27 September 2012

Wall climbing

The pain in my muscles was excruciating. I felt like giving up, felt like letting go and just letting myself fall with gravity. It would have been an easy way out, just giving up and admit to myself I can't do it.

The pain made me break out in sweat all over. I felt like my arms were going to break, and that the fingers were going to snap. Altitude and gravity makes you feel so small an weak. One slip, and if I weren't safely secured to a rope which my friend held onto tightly,
I could have plummeted to my... downfall.

"I can't do it... I just can't do it..." I heard the weak self nag and echo in my head.

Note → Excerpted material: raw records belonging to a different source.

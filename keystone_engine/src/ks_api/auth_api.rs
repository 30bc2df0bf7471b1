//! Login checks for the single administrator account.
use std::fmt::Debug;

use log::{debug, trace};

use crate::{credentials::verify_credentials, traits::CredentialSource, AuthApiError};

/// `AuthApi` checks submitted credentials against whatever [`CredentialSource`] it was built with.
pub struct AuthApi<C> {
    source: C,
}

impl<C: Debug> Debug for AuthApi<C> {
    fn fmt(&self, f: &mut std::fmt::Formatter<'_>) -> std::fmt::Result {
        write!(f, "AuthApi ({:?})", self.source)
    }
}

impl<C> AuthApi<C>
where C: CredentialSource
{
    pub fn new(source: C) -> Self {
        Self { source }
    }

    /// Returns the administrator subject if the credentials match. Unknown usernames and wrong passwords produce the
    /// same [`AuthApiError::InvalidCredentials`] error.
    pub async fn authenticate(&self, username: &str, password: &str) -> Result<&'static str, AuthApiError> {
        trace!("🔐️ Checking login credentials");
        let expected = self.source.fetch_admin_credentials().await?;
        let subject = verify_credentials(username, password, &expected).map_err(|e| {
            debug!("🔐️ Login rejected. {e}");
            AuthApiError::from(e)
        })?;
        Ok(subject)
    }
}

But I saw images of what happened at the hospital. I saw my sick mother lying there... I saw me crying because I was weak and afraid. "I can do it! I CAN do it!!"

And it was as If I found renewed strength from nowhere, as if the tiredness and soreness of my limbs and the scrapes and cuts of my skin and (slight) bleeding meant very little.

Before my eyes were images of moments with mum at the hospital. Those were truly testing times... Those were truly difficult times that were painful, truly painful (though not to forget, beautiful memories resulted from those times as well...)

I pulled myself up, reached further and hung on tighter despite the aches in my fingers and joints. I pushed myself to the limit, the way I was often pushed to the limit mentally over the past few years. And I made it to the top.

I screamed and cried out of excitement and a sense of achievement. I felt good to be alive, to be panting, sweating, aching. I felt alive!

And isn't it always like this? At the end of a long, tiring journey that is testing and trying, isn't it beautiful to let go and look back at where you came from and what difficulties you have overcome?